# Word origins



## lawrence (Jun 27, 2012)

I just had a bit of a laugh, was looking up Old Norse words, came across;

berserkr, lit. 'bear-shirt', (alt. berr-serkr, 'bare-shirt') frenzied warriors

Thought is said 'bear-s*** (as in what they do in the woods) ! That made me think of the phrase 'I am going ape-s***!' which means getting angry...which fits nicely with 'Berserker' ! 

Then I saw that I had mis-read the lit. of berserkr and all my fun was ended 

Anyway, I like the imagery here (not my deranged idea, the proper one) that these berserker warriors would go into battle bare-chested, disdaining armour. I think perhaps they had no intention of surviving, and just went all out to break the lines of the other army. Unfortunately the great bravado of the young warriors didn't always help much, such as when the courageous Celts threw themselves at Caesars' lines only to be cut to bits.
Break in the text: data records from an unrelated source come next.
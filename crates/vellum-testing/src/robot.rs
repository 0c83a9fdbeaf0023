//! Robot-style driver for lazy grids.
//!
//! [`GridRobot`] plays the rendering framework around a [`LazyGrid`]: it
//! mounts a [`Container`] for every pool slot, forwards viewport changes and
//! simulates frames by handing each rendered container's extent back to the
//! grid after "commit".
//!
//! # Example
//!
//! ```
//! use vellum_foundation::lazy::{GridConfig, KeyedItems};
//! use vellum_testing::GridRobot;
//!
//! let mut robot = GridRobot::new(GridConfig::default());
//! robot.submit(&KeyedItems::sequential(100));
//! robot.set_viewport(0.0, 480.0, 320.0);
//! robot.settle(|_, _| 60.0);
//!
//! assert!(robot.rendered_keys().len() >= 8);
//! ```

use crate::recording::{RecordingHost, RecordingRenderer};
use std::cell::{Ref, RefCell};
use std::rc::Rc;
use vellum_foundation::lazy::{
    Container, GridConfig, ItemKey, LazyGrid, LazyItemProvider, MeasureOutcome, ScrollToOptions,
    SlotId,
};
use vellum_foundation::GridError;

/// Frames [`GridRobot::settle`] runs before giving up on convergence.
const MAX_SETTLE_FRAMES: usize = 32;

/// Outcomes of the measurements delivered in one frame.
#[derive(Clone, Copy, Debug, Default, PartialEq, Eq)]
pub struct FrameReport {
    pub applied: usize,
    pub unchanged: usize,
    pub zero_ignored: usize,
    pub stale: usize,
}

impl FrameReport {
    fn record(&mut self, outcome: MeasureOutcome) {
        match outcome {
            MeasureOutcome::Applied => self.applied += 1,
            MeasureOutcome::Unchanged => self.unchanged += 1,
            MeasureOutcome::ZeroIgnored => self.zero_ignored += 1,
            MeasureOutcome::Stale => self.stale += 1,
        }
    }
}

pub struct GridRobot {
    grid: LazyGrid,
    host: RecordingHost,
    renderer: Rc<RefCell<RecordingRenderer>>,
    containers: Vec<Container<RecordingRenderer>>,
}

impl GridRobot {
    pub fn new(config: GridConfig) -> Self {
        let host = RecordingHost::new();
        let mut grid = LazyGrid::new(config);
        grid.set_host(host.clone());
        Self {
            grid,
            host,
            renderer: Rc::new(RefCell::new(RecordingRenderer::new())),
            containers: Vec::new(),
        }
    }

    pub fn grid(&self) -> &LazyGrid {
        &self.grid
    }

    /// Direct access for calls the robot does not wrap. Call
    /// [`sync`](Self::sync) afterwards if the pool may have grown.
    pub fn grid_mut(&mut self) -> &mut LazyGrid {
        &mut self.grid
    }

    pub fn host(&self) -> &RecordingHost {
        &self.host
    }

    pub fn renderer(&self) -> Ref<'_, RecordingRenderer> {
        self.renderer.borrow()
    }

    pub fn containers(&self) -> &[Container<RecordingRenderer>] {
        &self.containers
    }

    pub fn container(&self, slot: SlotId) -> Option<&Container<RecordingRenderer>> {
        self.containers.get(slot.index())
    }

    /// Container currently showing `key`.
    pub fn container_for(&self, key: &ItemKey) -> Option<&Container<RecordingRenderer>> {
        self.containers
            .iter()
            .find(|container| container.item().is_some_and(|item| &item.key == key))
    }

    pub fn submit(&mut self, provider: &dyn LazyItemProvider) {
        self.grid.submit_items(provider);
        self.sync();
    }

    pub fn set_viewport(&mut self, scroll_offset: f32, viewport_extent: f32, cross_extent: f32) {
        self.grid
            .set_viewport(scroll_offset, viewport_extent, cross_extent);
        self.sync();
    }

    pub fn scroll_by(&mut self, delta: f32) -> f32 {
        let consumed = self.grid.scroll_by(delta);
        self.sync();
        consumed
    }

    pub fn scroll_to_index(&mut self, index: usize, options: ScrollToOptions) -> Result<f32, GridError> {
        let offset = self.grid.scroll_to_index(index, options)?;
        self.sync();
        Ok(offset)
    }

    /// Mounts containers for pool slots that appeared since the last call.
    pub fn sync(&mut self) {
        while self.containers.len() < self.grid.pool_size() {
            let slot = SlotId(self.containers.len() as u32);
            log::trace!("robot: mounting container {slot}");
            let container = self.grid.mount_container(slot, Rc::clone(&self.renderer));
            self.containers.push(container);
        }
    }

    /// Simulates one frame: every rendering container reports
    /// `measure(key, index)` as its laid out extent.
    pub fn frame(&mut self, measure: impl Fn(&ItemKey, usize) -> f32) -> FrameReport {
        let mut report = FrameReport::default();
        for container in &self.containers {
            let Some(item) = container.item() else {
                continue;
            };
            let raw = measure(&item.key, item.index);
            report.record(self.grid.deliver(container, raw));
        }
        self.sync();
        report
    }

    /// Runs frames until a frame applies no new size. Returns the number of
    /// frames run.
    pub fn settle(&mut self, measure: impl Fn(&ItemKey, usize) -> f32) -> usize {
        for frame in 1..=MAX_SETTLE_FRAMES {
            if self.frame(&measure).applied == 0 {
                return frame;
            }
        }
        log::warn!("robot: grid did not settle within {MAX_SETTLE_FRAMES} frames");
        MAX_SETTLE_FRAMES
    }

    /// Keys currently rendered by some container, sorted.
    pub fn rendered_keys(&self) -> Vec<ItemKey> {
        let mut keys: Vec<ItemKey> = self
            .containers
            .iter()
            .filter(|container| container.is_rendering())
            .filter_map(|container| container.item().map(|item| item.key))
            .collect();
        keys.sort();
        keys
    }

    /// On-screen main-axis offset of `key` as its container would draw it.
    pub fn screen_offset(&self, key: &ItemKey) -> Option<f32> {
        let container = self.container_for(key)?;
        let content = container.position().resolve(self.grid.content_extent());
        Some(content - self.grid.scroll_offset())
    }
}
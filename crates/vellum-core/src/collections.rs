//! Hash map aliases shared by the engine crates.
//!
//! The default build uses `rustc-hash`'s Fx hasher: keys are small
//! (container ids, item keys, store key names) and never attacker controlled.
//! Enable the `std-hash` feature to fall back to SipHash.

#[cfg(feature = "std-hash")]
pub mod map {
    pub use std::collections::{HashMap, HashSet};
}

#[cfg(not(feature = "std-hash"))]
pub mod map {
    pub use rustc_hash::{FxHashMap as HashMap, FxHashSet as HashSet};
}

/// Creates an empty map with room for `capacity` entries using the configured hasher.
pub fn map_with_capacity<K, V>(capacity: usize) -> map::HashMap<K, V> {
    map::HashMap::with_capacity_and_hasher(capacity, Default::default())
}
//! Per-key cache of measured main-axis sizes.

use super::item_key::ItemKey;
use vellum_core::collections::map::HashMap;

/// Sub-pixel grid every size and offset is snapped to.
pub const SIZE_QUANTUM: f32 = 0.125;

/// Rounds `value` to the nearest [`SIZE_QUANTUM`].
///
/// Offsets are sums of many sizes; snapping each term keeps long lists from
/// accumulating visible drift.
#[inline]
pub fn quantize(value: f32) -> f32 {
    (value / SIZE_QUANTUM).round() * SIZE_QUANTUM
}

/// Result of offering a measurement to the cache.
#[derive(Clone, Copy, Debug, PartialEq)]
pub enum SizeUpdate {
    /// First measurement for this key.
    Inserted(f32),
    /// The quantized size differs from the cached one.
    Changed { previous: f32, current: f32 },
    /// Same quantized size as already cached.
    Unchanged,
    /// Zero, negative or non-finite extent; never cached.
    ZeroIgnored,
}

/// Last known measured size per item key.
///
/// Entries are kept when the item's container is recycled so a previously
/// seen item reappears at its real size instead of the estimate.
#[derive(Clone, Debug, Default)]
pub struct SizeCache {
    sizes: HashMap<ItemKey, f32>,
    /// Sum of cached sizes, for the running average.
    total: f64,
}

impl SizeCache {
    pub fn new() -> Self {
        Self::default()
    }

    pub fn get(&self, key: &ItemKey) -> Option<f32> {
        self.sizes.get(key).copied()
    }

    /// Records a raw measurement for `key`.
    pub fn record(&mut self, key: &ItemKey, raw: f32) -> SizeUpdate {
        if !raw.is_finite() {
            return SizeUpdate::ZeroIgnored;
        }
        let size = quantize(raw);
        if size <= 0.0 {
            return SizeUpdate::ZeroIgnored;
        }

        match self.sizes.get_mut(key) {
            Some(previous) if *previous == size => SizeUpdate::Unchanged,
            Some(previous) => {
                let old = *previous;
                *previous = size;
                self.total += f64::from(size) - f64::from(old);
                SizeUpdate::Changed {
                    previous: old,
                    current: size,
                }
            }
            None => {
                self.sizes.insert(key.clone(), size);
                self.total += f64::from(size);
                SizeUpdate::Inserted(size)
            }
        }
    }

    /// Mean of all cached sizes, `None` while nothing has been measured.
    pub fn average(&self) -> Option<f32> {
        if self.sizes.is_empty() {
            None
        } else {
            Some((self.total / self.sizes.len() as f64) as f32)
        }
    }

    pub fn len(&self) -> usize {
        self.sizes.len()
    }

    pub fn is_empty(&self) -> bool {
        self.sizes.is_empty()
    }
}

#[cfg(test)]
mod tests {
    use super::*;

    #[test]
    fn quantize_snaps_to_eighths() {
        assert_eq!(quantize(199.96), 200.0);
        assert_eq!(quantize(199.94), 200.0);
        assert_eq!(quantize(10.06), 10.0);
        assert_eq!(quantize(10.07), 10.125);
    }

    #[test]
    fn near_identical_measurements_are_unchanged() {
        let mut cache = SizeCache::new();
        let key = ItemKey::from("a");

        assert_eq!(cache.record(&key, 199.96), SizeUpdate::Inserted(200.0));
        assert_eq!(cache.record(&key, 199.94), SizeUpdate::Unchanged);
        assert_eq!(cache.get(&key), Some(200.0));
    }

    #[test]
    fn zero_is_never_written() {
        let mut cache = SizeCache::new();
        let key = ItemKey::from(1u64);

        assert_eq!(cache.record(&key, 0.0), SizeUpdate::ZeroIgnored);
        assert_eq!(cache.record(&key, 0.04), SizeUpdate::ZeroIgnored);
        assert_eq!(cache.record(&key, f32::NAN), SizeUpdate::ZeroIgnored);
        assert!(cache.is_empty());

        cache.record(&key, 80.0);
        assert_eq!(cache.record(&key, 0.0), SizeUpdate::ZeroIgnored);
        assert_eq!(cache.get(&key), Some(80.0));
    }

    #[test]
    fn average_tracks_replacements() {
        let mut cache = SizeCache::new();
        cache.record(&ItemKey::Num(0), 100.0);
        cache.record(&ItemKey::Num(1), 200.0);
        assert_eq!(cache.average(), Some(150.0));

        cache.record(&ItemKey::Num(1), 300.0);
        assert_eq!(cache.average(), Some(200.0));
    }
}
//! Viewport handling for lazy grid passes.
//!
//! Validates the host-reported extent (falling back when the grid sits in an
//! unconstrained parent) and keeps the scroll offset within content bounds.

use super::grid_config::DEFAULT_ITEM_SIZE_ESTIMATE;
use super::size_cache::quantize;

/// Maximum reasonable viewport extent before treating it as infinite.
const MAX_REASONABLE_VIEWPORT: f32 = 100_000.0;

/// Rows worth of estimated content used when the viewport is infinite.
const INFINITE_VIEWPORT_ITEM_COUNT: f32 = 20.0;

/// Effective viewport extent for one pass.
#[derive(Clone, Copy, Debug)]
pub struct ViewportHandler {
    effective_extent: f32,
    is_infinite: bool,
}

impl ViewportHandler {
    /// * `viewport_extent` - extent reported by the host
    /// * `average_item_size` - measured average, or the estimate
    /// * `gap` - main-axis gap between items
    pub fn new(viewport_extent: f32, average_item_size: f32, gap: f32) -> Self {
        let is_infinite =
            viewport_extent.is_infinite() || viewport_extent > MAX_REASONABLE_VIEWPORT;

        let effective_extent = if is_infinite {
            let average = average_item_size.max(DEFAULT_ITEM_SIZE_ESTIMATE);
            (average + gap) * INFINITE_VIEWPORT_ITEM_COUNT
        } else if viewport_extent.is_nan() {
            0.0
        } else {
            viewport_extent.max(0.0)
        };

        Self {
            effective_extent,
            is_infinite,
        }
    }

    #[inline]
    pub fn effective_extent(&self) -> f32 {
        self.effective_extent
    }

    #[inline]
    pub fn is_infinite(&self) -> bool {
        self.is_infinite
    }

    /// Largest scroll offset that still shows content at the viewport end.
    pub fn max_scroll_offset(&self, content_extent: f32) -> f32 {
        (content_extent - self.effective_extent).max(0.0)
    }

    /// Clamps `offset` into `[0, max_scroll_offset]`, snapped to the size grid.
    pub fn clamp_scroll(&self, offset: f32, content_extent: f32) -> f32 {
        if !offset.is_finite() {
            return 0.0;
        }
        quantize(offset.clamp(0.0, self.max_scroll_offset(content_extent)))
    }
}

#[cfg(test)]
mod tests {
    use super::*;

    #[test]
    fn normal_viewport() {
        let handler = ViewportHandler::new(500.0, 50.0, 0.0);
        assert_eq!(handler.effective_extent(), 500.0);
        assert!(!handler.is_infinite());
    }

    #[test]
    fn infinite_viewport_falls_back_to_estimate() {
        let handler = ViewportHandler::new(f32::INFINITY, 50.0, 8.0);
        assert!(handler.is_infinite());
        // (50 + 8) * 20
        assert_eq!(handler.effective_extent(), 1160.0);
    }

    #[test]
    fn huge_viewport_treated_as_infinite() {
        let handler = ViewportHandler::new(200_000.0, 50.0, 0.0);
        assert!(handler.is_infinite());
        assert!(handler.effective_extent() < MAX_REASONABLE_VIEWPORT);
    }

    #[test]
    fn clamp_scroll_respects_content_bounds() {
        let handler = ViewportHandler::new(400.0, 50.0, 0.0);
        assert_eq!(handler.clamp_scroll(-20.0, 1000.0), 0.0);
        assert_eq!(handler.clamp_scroll(700.0, 1000.0), 600.0);
        assert_eq!(handler.clamp_scroll(120.03, 1000.0), 120.0);
        // Content shorter than the viewport cannot scroll.
        assert_eq!(handler.clamp_scroll(50.0, 300.0), 0.0);
    }
}
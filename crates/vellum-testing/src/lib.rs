//! Testing utilities and harness for the Vellum list engine

pub mod recording;
pub mod robot;

pub use recording::{HostEvent, RecordingHost, RecordingRenderer, RenderedCell, RendererEvent};
pub use robot::*;

pub mod prelude {
    pub use crate::recording::*;
    pub use crate::robot::*;
}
Anyone else got any fascinating bits of etymology?


----------



## Ireth (Jun 27, 2012)

My sister and I were wondering last night about the origin of the word pajamas (or pyjamas). According to Wiktionary, it's from a Persian word meaning "leg garment" which I have no idea how to render into English script; this in turn came from a Hindi word that I have the same issue with. I'll have to look it up elsewhere and see if I can actually find out the words it's derived from.


----------